Only one stretch of the records below is wanted: the lines from the one holding "pub struct RelayCliArgs" through the one holding "#[arg(short, long)]". Return it exactly, both ends included.

**Material supplied:**
————

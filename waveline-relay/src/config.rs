//! Configuration system for the Waveline relay server.
//!
//! Supports layered configuration with the following priority (highest first):
//! 1. CLI arguments
//! 2. Environment variables (via clap `env` attribute)
//! 3. TOML config file (`~/.config/waveline-relay/config.toml`)
//! 4. Compiled defaults

use std::path::PathBuf;

/// Errors that can occur when loading relay configuration.
#[derive(Debug, thiserror::Error)]
pub enum ConfigError {
    /// Failed to read the configuration file.
    #[error("failed to read config file {path}: {source}")]
    ReadFile {
        /// Path that was attempted.
        path: PathBuf,
        /// Underlying I/O error.
        source: std::io::Error,
    },

    /// Failed to parse the TOML configuration.
    #[error("failed to parse config file: {0}")]
    ParseToml(#[from] toml::de::Error),
}

// ---------------------------------------------------------------------------
// TOML file structs (all fields Option for partial overrides)
// ---------------------------------------------------------------------------

/// Top-level TOML config file structure for the relay.
#[derive(Debug, Default, serde::Deserialize)]
#[serde(default)]
struct RelayConfigFile {
    server: ServerFileConfig,
}

/// `[server]` section of the relay config file.
#[derive(Debug, Default, serde::Deserialize)]
#[serde(default)]
struct ServerFileConfig {
    bind_addr: Option<String>,
}

// ---------------------------------------------------------------------------
// CLI arguments
// ---------------------------------------------------------------------------

/// CLI arguments for the relay server.
#[derive(clap::Parser, Debug, Default)]
#[command(version, about = "Waveline relay server")]
pub struct RelayCliArgs {
    /// Address to bind the relay server to.
    #[arg(short, long, env = "RELAY_ADDR")]
    pub bind: Option<String>,

    /// Path to config file (default: `~/.config/waveline-relay/config.toml`).
    #[arg(short, long)]
    pub config: Option<PathBuf>,

    /// Log level filter (trace, debug, info, warn, error).
    #[arg(long, default_value = "info", env = "RELAY_LOG")]
    pub log_level: String,
}

// ---------------------------------------------------------------------------
// Resolved configuration
// ---------------------------------------------------------------------------

/// Fully resolved relay server configuration.
#[derive(Debug, Clone)]
pub struct RelayConfig {
    /// Address to bind the server to (e.g., `0.0.0.0:4000`).
    pub bind_addr: String,
    /// Log level filter string.
    pub log_level: String,
}

impl Default for RelayConfig {
    fn default() -> Self {
        Self {
            bind_addr: "0.0.0.0:4000".to_string(),
            log_level: "info".to_string(),
        }
    }
}

impl RelayConfig {
    /// Load configuration by merging CLI args, env vars, and a TOML file.
    ///
    /// If `--config` is given and the file does not exist, returns an error.
    /// If no `--config` is given, the default path is tried and a missing
    /// file is treated as empty config.
    ///
    /// # Errors
    ///
    /// Returns [`ConfigError`] if the explicit config file cannot be read
    /// or parsed.
    pub fn load(cli: &RelayCliArgs) -> Result<Self, ConfigError> {
        let file = load_config_file(cli.config.as_deref())?;
        Ok(Self::resolve(cli, &file))
    }

    /// Resolve a `RelayConfig` from CLI args and a parsed config file.
    ///
    /// Priority: CLI > file > default.
    #[must_use]
    fn resolve(cli: &RelayCliArgs, file: &RelayConfigFile) -> Self {
        let defaults = Self::default();

        Self {
            bind_addr: cli
                .bind
                .clone()
                .or_else(|| file.server.bind_addr.clone())
                .unwrap_or(defaults.bind_addr),
            log_level: cli.log_level.clone(),
        }
    }
}

// ---------------------------------------------------------------------------
// Internal helpers
// ---------------------------------------------------------------------------

/// Load and parse a TOML config file for the relay.
fn load_config_file(
    explicit_path: Option<&std::path::Path>,
) -> Result<RelayConfigFile, ConfigError> {
    let path = if let Some(p) = explicit_path {
        let contents = std::fs::read_to_string(p).map_err(|e| ConfigError::ReadFile {
            path: p.to_path_buf(),
            source: e,
        })?;
        return Ok(toml::from_str(&contents)?);
    } else {
        let Some(config_dir) = dirs::config_dir() else {
            return Ok(RelayConfigFile::default());
        };
        config_dir.join("waveline-relay").join("config.toml")
    };

    match std::fs::read_to_string(&path) {
        Ok(contents) => Ok(toml::from_str(&contents)?),
        Err(e) if e.kind() == std::io::ErrorKind::NotFound => Ok(RelayConfigFile::default()),
        Err(e) => Err(ConfigError::ReadFile { path, source: e }),
    }
}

————

**Exercise answer:**
pub struct RelayCliArgs {
    /// Address to bind the relay server to.
    #[arg(short, long, env = "RELAY_ADDR")]
    pub bind: Option<String>,

    /// Path to config file (default: `~/.config/waveline-relay/config.toml`).
    #[arg(short, long)]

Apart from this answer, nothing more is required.